__PROBLEM TO SOLVE__. Transcribe only part of the material below: the lines from the one containing "pub fn started(&self)" through the one containing "pub fn final_result(&self, text: impl", inclusive, exactly as written.

++++ EXTRACTED ENTRIES ++++

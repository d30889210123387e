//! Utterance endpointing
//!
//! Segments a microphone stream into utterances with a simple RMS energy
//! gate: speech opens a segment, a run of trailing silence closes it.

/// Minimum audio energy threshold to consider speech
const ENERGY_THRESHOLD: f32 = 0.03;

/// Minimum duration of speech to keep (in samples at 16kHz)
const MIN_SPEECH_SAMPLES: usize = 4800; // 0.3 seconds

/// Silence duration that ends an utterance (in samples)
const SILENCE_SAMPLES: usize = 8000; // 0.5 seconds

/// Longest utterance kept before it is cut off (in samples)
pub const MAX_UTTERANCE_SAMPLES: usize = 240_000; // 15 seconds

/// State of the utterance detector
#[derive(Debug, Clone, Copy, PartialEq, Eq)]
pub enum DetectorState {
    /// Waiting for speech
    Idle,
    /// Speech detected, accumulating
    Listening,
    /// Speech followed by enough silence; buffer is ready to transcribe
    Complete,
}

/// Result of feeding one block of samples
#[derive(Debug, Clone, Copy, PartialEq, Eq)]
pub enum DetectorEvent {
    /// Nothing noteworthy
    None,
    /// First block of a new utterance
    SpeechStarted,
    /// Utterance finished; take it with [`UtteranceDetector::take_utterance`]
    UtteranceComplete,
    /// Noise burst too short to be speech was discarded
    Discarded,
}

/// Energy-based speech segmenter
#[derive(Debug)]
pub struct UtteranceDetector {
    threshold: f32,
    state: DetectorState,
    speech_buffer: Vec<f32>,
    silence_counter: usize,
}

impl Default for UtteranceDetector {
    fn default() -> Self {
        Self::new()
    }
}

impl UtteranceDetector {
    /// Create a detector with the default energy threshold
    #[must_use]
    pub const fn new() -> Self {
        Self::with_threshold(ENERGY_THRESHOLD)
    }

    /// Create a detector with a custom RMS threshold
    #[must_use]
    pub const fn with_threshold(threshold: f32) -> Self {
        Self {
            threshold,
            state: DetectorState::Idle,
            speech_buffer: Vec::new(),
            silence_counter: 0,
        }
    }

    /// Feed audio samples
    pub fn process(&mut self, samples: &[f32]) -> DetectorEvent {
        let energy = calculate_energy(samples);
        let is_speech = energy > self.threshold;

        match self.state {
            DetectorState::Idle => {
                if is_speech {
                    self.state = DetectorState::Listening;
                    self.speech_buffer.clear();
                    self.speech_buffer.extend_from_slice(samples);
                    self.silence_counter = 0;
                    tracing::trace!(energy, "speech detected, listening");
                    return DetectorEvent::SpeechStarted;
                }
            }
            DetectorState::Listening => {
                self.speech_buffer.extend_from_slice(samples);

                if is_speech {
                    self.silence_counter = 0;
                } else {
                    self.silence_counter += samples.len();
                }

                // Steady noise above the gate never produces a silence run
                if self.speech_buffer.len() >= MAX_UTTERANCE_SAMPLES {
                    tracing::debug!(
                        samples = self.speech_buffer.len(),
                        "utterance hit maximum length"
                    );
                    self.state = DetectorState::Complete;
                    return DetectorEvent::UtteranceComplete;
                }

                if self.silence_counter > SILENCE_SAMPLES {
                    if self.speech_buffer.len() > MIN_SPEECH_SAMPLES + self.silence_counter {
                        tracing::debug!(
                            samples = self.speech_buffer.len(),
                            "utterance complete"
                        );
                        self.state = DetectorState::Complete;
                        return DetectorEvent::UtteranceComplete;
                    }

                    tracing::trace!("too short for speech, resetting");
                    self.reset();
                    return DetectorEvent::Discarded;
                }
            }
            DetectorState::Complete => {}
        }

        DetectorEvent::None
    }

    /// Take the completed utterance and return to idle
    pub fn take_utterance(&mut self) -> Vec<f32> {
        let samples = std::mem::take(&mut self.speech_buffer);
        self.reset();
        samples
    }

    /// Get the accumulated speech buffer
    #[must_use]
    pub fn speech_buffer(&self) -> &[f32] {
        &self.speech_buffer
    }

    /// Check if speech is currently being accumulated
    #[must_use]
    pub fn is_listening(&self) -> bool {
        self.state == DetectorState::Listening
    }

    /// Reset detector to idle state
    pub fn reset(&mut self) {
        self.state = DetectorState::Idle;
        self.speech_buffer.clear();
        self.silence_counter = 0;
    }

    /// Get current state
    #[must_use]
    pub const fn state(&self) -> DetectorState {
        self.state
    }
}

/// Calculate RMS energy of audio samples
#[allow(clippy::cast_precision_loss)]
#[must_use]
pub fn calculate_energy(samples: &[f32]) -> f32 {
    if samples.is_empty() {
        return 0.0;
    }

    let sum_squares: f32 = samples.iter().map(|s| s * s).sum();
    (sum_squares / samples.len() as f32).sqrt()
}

++++
++++ EXTRACTED ENTRIES ++++

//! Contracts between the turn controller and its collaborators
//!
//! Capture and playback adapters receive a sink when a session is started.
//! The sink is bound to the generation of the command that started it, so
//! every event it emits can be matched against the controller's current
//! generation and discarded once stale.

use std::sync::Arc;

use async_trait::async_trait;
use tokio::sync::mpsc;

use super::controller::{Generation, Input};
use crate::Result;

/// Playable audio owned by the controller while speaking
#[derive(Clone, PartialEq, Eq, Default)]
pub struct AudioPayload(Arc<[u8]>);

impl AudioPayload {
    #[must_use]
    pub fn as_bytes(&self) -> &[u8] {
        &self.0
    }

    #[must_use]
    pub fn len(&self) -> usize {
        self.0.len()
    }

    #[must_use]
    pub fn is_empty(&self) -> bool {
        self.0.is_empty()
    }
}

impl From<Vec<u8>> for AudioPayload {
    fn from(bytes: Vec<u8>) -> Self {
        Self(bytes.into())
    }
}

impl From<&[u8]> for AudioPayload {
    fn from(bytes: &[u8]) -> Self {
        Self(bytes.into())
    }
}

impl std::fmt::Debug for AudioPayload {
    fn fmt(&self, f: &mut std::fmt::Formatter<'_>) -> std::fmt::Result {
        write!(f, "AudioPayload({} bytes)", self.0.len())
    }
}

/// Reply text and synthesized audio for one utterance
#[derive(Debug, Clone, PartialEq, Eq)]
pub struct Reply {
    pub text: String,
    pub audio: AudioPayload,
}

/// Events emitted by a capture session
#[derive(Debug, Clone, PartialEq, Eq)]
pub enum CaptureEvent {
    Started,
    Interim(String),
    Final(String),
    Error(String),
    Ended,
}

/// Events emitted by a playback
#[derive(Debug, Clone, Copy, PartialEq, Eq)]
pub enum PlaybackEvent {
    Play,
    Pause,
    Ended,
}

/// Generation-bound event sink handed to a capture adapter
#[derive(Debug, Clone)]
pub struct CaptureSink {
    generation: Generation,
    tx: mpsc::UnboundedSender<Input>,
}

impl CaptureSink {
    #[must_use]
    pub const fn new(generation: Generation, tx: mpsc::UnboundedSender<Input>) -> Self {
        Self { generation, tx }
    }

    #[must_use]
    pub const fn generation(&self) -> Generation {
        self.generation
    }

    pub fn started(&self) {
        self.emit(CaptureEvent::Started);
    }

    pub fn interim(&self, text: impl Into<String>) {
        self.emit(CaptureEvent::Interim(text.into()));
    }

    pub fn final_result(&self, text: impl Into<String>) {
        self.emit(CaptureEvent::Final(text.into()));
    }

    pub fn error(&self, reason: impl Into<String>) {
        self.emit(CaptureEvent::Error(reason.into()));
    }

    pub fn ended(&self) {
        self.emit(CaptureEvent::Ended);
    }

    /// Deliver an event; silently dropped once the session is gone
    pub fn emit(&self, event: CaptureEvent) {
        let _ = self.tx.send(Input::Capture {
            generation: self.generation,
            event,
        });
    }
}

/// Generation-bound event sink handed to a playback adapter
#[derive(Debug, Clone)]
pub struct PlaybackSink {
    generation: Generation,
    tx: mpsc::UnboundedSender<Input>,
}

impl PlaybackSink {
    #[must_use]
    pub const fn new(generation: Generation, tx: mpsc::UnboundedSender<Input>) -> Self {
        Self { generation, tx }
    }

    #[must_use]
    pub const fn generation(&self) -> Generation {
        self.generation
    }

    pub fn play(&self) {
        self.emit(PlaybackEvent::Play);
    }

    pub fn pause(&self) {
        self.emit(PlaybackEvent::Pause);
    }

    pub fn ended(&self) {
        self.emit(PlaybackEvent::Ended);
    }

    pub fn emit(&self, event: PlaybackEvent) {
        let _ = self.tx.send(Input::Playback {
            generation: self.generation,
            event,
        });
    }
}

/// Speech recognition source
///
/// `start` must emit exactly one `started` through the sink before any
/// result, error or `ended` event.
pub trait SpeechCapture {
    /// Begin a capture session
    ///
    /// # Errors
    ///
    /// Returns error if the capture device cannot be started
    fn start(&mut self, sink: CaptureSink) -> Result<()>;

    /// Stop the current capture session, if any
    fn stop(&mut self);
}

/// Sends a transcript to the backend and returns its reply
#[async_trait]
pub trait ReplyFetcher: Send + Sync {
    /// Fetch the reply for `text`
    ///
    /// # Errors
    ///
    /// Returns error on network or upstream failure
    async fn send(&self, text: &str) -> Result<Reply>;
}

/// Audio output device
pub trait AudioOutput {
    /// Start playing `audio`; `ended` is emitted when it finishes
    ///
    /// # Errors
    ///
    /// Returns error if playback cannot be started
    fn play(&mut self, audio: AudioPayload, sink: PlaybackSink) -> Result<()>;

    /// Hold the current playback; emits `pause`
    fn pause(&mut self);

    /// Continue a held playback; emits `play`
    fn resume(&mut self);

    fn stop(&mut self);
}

++++
++++ EXTRACTED ENTRIES ++++

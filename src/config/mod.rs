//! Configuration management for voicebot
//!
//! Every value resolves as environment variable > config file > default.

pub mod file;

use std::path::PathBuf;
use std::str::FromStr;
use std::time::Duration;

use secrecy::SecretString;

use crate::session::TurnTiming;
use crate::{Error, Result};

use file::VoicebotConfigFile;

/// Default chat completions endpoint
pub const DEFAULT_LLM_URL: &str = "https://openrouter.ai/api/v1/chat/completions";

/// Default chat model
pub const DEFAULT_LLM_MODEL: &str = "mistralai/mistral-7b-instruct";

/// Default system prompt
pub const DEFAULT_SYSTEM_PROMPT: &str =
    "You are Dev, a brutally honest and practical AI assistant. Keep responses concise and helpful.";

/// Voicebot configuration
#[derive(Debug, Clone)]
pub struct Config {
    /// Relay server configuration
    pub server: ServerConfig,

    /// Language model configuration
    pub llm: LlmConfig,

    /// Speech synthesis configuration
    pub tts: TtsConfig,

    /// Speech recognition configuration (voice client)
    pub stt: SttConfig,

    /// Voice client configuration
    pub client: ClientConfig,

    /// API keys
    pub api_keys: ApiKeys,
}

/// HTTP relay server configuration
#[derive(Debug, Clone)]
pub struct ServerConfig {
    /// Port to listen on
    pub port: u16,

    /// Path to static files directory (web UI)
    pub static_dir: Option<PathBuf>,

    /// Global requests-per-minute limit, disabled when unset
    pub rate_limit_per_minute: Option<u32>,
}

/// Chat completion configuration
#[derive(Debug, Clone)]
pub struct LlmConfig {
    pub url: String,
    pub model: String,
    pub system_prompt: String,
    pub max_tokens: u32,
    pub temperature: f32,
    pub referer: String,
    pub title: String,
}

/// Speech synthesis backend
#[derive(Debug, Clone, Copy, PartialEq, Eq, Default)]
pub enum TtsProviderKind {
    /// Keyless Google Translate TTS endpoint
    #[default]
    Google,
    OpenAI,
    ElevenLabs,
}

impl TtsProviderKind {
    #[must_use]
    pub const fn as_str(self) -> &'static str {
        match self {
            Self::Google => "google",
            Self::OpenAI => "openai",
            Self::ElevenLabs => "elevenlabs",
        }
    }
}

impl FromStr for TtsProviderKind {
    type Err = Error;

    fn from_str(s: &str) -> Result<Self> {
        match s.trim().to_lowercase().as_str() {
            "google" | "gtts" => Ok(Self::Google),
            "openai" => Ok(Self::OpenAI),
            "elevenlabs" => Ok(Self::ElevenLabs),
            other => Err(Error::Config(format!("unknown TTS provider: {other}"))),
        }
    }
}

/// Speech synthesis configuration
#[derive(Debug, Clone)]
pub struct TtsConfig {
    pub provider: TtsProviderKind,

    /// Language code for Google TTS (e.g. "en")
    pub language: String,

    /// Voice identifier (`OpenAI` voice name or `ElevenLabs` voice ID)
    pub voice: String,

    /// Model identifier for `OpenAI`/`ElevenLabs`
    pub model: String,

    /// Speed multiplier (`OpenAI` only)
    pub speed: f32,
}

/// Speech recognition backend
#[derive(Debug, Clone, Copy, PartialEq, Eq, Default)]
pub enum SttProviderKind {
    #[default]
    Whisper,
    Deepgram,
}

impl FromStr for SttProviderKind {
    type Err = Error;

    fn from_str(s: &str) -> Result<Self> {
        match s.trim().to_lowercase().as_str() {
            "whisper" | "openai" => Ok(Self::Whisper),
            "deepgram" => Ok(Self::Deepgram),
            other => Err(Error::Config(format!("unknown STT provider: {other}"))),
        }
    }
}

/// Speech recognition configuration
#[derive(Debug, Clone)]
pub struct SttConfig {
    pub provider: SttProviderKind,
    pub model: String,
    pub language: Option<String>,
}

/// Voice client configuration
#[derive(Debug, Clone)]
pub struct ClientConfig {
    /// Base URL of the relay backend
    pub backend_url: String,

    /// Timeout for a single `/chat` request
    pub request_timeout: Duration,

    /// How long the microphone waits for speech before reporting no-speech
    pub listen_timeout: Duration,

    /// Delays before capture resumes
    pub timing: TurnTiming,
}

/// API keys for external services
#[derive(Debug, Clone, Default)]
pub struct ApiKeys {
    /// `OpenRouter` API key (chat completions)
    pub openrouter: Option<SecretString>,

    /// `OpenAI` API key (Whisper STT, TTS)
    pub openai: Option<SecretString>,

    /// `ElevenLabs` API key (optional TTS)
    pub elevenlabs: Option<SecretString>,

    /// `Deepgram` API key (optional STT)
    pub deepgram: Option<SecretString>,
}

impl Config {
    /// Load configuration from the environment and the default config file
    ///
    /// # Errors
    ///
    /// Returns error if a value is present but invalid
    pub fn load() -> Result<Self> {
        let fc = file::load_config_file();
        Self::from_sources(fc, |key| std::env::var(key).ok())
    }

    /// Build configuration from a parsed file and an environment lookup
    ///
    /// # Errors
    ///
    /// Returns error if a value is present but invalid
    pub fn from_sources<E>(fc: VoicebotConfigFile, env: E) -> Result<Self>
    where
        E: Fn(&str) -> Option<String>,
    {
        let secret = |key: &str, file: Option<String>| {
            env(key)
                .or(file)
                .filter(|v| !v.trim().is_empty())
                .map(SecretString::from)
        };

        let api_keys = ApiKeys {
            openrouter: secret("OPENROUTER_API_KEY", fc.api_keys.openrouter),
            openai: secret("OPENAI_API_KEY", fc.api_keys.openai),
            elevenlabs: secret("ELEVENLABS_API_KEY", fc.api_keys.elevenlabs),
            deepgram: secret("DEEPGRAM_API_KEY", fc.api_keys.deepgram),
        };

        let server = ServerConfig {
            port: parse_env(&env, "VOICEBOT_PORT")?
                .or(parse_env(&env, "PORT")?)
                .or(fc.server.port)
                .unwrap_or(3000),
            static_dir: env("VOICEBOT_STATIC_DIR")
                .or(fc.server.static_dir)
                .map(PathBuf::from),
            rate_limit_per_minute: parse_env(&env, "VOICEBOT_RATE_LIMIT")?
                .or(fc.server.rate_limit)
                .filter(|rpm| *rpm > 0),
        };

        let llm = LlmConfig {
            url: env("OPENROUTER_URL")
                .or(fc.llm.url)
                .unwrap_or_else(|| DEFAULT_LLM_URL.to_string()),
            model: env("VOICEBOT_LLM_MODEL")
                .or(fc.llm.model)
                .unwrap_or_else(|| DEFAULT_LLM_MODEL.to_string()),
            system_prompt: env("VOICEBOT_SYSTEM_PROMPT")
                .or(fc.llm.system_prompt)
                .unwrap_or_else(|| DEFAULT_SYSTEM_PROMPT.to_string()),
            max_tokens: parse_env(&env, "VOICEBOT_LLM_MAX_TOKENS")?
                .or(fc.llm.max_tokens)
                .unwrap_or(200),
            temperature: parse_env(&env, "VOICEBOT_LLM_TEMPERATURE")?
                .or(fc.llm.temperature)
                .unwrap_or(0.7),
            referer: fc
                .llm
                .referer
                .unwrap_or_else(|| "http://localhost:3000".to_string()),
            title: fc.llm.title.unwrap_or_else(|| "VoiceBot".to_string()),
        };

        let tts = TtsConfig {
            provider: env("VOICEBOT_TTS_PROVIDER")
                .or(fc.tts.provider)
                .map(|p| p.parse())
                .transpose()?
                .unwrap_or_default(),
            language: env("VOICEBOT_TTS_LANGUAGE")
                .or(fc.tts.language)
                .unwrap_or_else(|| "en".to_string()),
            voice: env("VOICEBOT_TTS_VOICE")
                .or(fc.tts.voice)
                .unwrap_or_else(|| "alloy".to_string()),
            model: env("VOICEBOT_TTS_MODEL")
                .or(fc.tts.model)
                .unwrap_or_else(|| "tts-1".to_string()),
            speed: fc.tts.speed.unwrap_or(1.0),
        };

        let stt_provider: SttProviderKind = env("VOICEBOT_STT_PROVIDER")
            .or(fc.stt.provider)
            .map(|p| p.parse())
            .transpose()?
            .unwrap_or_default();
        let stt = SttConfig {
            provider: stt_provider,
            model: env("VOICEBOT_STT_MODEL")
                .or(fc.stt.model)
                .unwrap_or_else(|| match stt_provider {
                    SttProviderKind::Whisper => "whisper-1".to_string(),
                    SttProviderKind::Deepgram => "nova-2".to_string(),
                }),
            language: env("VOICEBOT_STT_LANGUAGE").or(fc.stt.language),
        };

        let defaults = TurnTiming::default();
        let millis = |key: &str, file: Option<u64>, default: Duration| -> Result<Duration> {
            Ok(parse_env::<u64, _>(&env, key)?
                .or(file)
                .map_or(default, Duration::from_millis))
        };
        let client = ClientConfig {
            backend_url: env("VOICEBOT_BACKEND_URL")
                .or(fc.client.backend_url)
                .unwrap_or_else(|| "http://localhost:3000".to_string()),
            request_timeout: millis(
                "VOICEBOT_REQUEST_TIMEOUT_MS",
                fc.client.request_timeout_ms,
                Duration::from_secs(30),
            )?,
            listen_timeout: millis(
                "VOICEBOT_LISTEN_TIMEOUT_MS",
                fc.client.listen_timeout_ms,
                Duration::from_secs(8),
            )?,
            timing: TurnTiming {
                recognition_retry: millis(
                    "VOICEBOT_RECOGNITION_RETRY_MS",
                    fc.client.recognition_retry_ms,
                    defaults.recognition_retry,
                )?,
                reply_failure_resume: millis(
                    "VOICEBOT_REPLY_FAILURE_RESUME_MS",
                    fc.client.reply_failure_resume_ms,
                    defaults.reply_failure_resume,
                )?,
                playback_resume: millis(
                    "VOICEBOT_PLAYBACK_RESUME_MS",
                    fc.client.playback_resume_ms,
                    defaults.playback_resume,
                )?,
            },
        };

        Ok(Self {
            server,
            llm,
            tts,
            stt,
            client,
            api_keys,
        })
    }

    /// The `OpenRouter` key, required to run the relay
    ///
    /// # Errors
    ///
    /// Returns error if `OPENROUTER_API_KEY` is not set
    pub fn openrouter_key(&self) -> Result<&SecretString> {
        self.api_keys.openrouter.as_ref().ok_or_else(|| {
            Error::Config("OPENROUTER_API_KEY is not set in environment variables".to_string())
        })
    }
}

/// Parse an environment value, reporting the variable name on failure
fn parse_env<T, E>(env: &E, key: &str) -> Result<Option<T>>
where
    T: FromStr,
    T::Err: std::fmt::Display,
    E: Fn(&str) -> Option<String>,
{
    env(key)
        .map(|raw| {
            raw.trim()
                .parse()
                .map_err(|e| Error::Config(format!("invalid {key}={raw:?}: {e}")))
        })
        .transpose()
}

++++

__REPLY TO THE TASK__.
    pub fn started(&self) {
        self.emit(CaptureEvent::Started);
    }

    pub fn interim(&self, text: impl Into<String>) {
        self.emit(CaptureEvent::Interim(text.into()));
    }

    pub fn final_result(&self, text: impl Into<String>) {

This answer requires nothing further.